Największe z najmniejszych
Dożynki w Pietrowicach Wielkich
Ostatnie w gminie, jedne z ostanich w powiecie. – To dla stolicy gminy najważniejsza w tym roku impreza – reklamowała sołtys Urszula Herud. Rolnicy dziękowali za żniwa, choć te były mokre i zbiory wciąż jeszcze są na polach.

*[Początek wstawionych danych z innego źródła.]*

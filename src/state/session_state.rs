/// Session lifecycle state machine
///
/// `Idle → Starting → Active → Stopping → Idle`. Completion is not a state of
/// its own: a finished session simply goes through Stopping like any other.

use std::time::Duration;

/// State of the session orchestrator
#[derive(Clone, Copy, PartialEq, Eq, Debug, Default)]
pub enum SessionState {
    /// No session
    #[default]
    Idle,

    /// Assets are being prepared (transitional state)
    Starting,

    /// Session is playing; `since` is scheduler time at activation
    Active { since: Duration },

    /// Teardown in progress (transitional state)
    Stopping,
}

impl SessionState {
    pub fn is_idle(&self) -> bool {
        matches!(self, SessionState::Idle)
    }

    pub fn is_active(&self) -> bool {
        matches!(self, SessionState::Active { .. })
    }

    pub fn is_transitioning(&self) -> bool {
        matches!(self, SessionState::Starting | SessionState::Stopping)
    }

    /// Get a human-readable description of the state
    pub fn description(&self) -> &'static str {
        match self {
            SessionState::Idle => "Idle",
            SessionState::Starting => "Starting...",
            SessionState::Active { .. } => "Active",
            SessionState::Stopping => "Stopping...",
        }
    }
}

/// Rejected state transitions
#[derive(Debug, Clone, Copy, PartialEq, Eq)]
pub enum TransitionError {
    /// Cannot start when a session already exists
    AlreadyRunning,

    /// Cannot stop when nothing is running
    AlreadyIdle,

    /// Cannot perform this action during a transition
    InTransition,
}

impl std::fmt::Display for TransitionError {
    fn fmt(&self, f: &mut std::fmt::Formatter<'_>) -> std::fmt::Result {
        match self {
            TransitionError::AlreadyRunning => write!(f, "Session is already running"),
            TransitionError::AlreadyIdle => write!(f, "No session is running"),
            TransitionError::InTransition => {
                write!(f, "Cannot perform action during state transition")
            }
        }
    }
}

impl std::error::Error for TransitionError {}

/// State machine for session transitions
#[derive(Debug, Default)]
pub struct SessionStateMachine {
    state: SessionState,
}

impl SessionStateMachine {
    /// Create a new state machine in the Idle state
    pub fn new() -> Self {
        Self {
            state: SessionState::Idle,
        }
    }

    pub fn state(&self) -> SessionState {
        self.state
    }

    /// Idle → Starting
    pub fn start(&mut self) -> Result<(), TransitionError> {
        match self.state {
            SessionState::Idle => {
                self.state = SessionState::Starting;
                Ok(())
            }
            SessionState::Active { .. } => Err(TransitionError::AlreadyRunning),
            _ => Err(TransitionError::InTransition),
        }
    }

    /// Starting → Active
    pub fn mark_active(&mut self, since: Duration) -> Result<(), TransitionError> {
        match self.state {
            SessionState::Starting => {
                self.state = SessionState::Active { since };
                Ok(())
            }
            _ => Err(TransitionError::InTransition),
        }
    }

    /// Starting or Active → Stopping
    pub fn stop(&mut self) -> Result<(), TransitionError> {
        match self.state {
            SessionState::Starting | SessionState::Active { .. } => {
                self.state = SessionState::Stopping;
                Ok(())
            }
            SessionState::Idle => Err(TransitionError::AlreadyIdle),
            SessionState::Stopping => Err(TransitionError::InTransition),
        }
    }

    /// Stopping → Idle
    pub fn mark_idle(&mut self) -> Result<(), TransitionError> {
        match self.state {
            SessionState::Stopping => {
                self.state = SessionState::Idle;
                Ok(())
            }
            _ => Err(TransitionError::InTransition),
        }
    }
}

Korowód ruszył z dwóch lokalizacji – spod centrum kulturalno-społecznego oraz spod dworca PKP. Podzielona prezentacja odbyła się niejako w dwóch częściach, bo zmechanizowani rolnicy nieco spóźnili się za czołówką korowodu. Tę tworzyły przede wszystkim dzieci – przedszkolaki na ogromnej przyczepie oraz uczniowie w kolejce należącej do Joachima Wieczorka. W bryczce zasiedli wójt Andrzej Wawrzynek, proboszcz Damian Rangosz i starostowie – Krystian i Sabina Newerlowie (gospodarują na 55 ha, specjalizują w uprawie ziemniaków). Pytaliśmy ich o ocenę tegorocznych żniw. Podobnie jak inni rolnicy w powiecie nie mają zbyt dobrych wspomnień. – Plony można uznać za średnie, a chciałoby się przynajmniej dobrych – stwierdził starosta.

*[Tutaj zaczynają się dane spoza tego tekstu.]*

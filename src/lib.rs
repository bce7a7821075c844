//! Timed meditation audio sessions.
//!
//! A session layers a looping ambiance bed, interval bells and spoken guidance
//! cues on a virtual clock that can be skipped forward. Voice cues duck the
//! ambiance while they play, and finite sessions fade out before they end.
//!
//! ```rust,ignore
//! let scheduler: Arc<dyn Scheduler> = Arc::new(ThreadScheduler::new()?);
//! let engine = SessionEngine::new(
//!     scheduler.clone(),
//!     Arc::new(RodioBackend::try_default()?),
//!     Arc::new(CachedAssetResolver::from_settings(&settings)),
//!     &settings,
//!     EventBus::new(),
//! );
//! engine.start_session(SessionConfig::default())?;
//! ```

pub mod assets;
pub mod audio_system;
pub mod config;
pub mod cues;
pub mod error;
pub mod messaging;
pub mod scheduling;
pub mod session;
pub mod state;

pub use config::{EngineSettings, GuidanceLevel, SessionConfig};
pub use session::SessionEngine;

Ław biesiadnych w hali miejscowego centrum ustawiono tyle, że impreza przypominała rozmachem October Fest, a nie wiejskie dożynki. – W tym roku to największa impreza plenerowo-rozrywkowa w naszej wsi i chcemy aby była efektowna – wyjaśniła pani sołtys. Urszula Herud właśnie kończy czeteroletnią kadencję i myśli o kontynuowaniu służby dla sołectwa.
Przy okazji dożynek zaprezentowano wystawę znalezisk archeologicznych jakich dokonano na terenie gminy.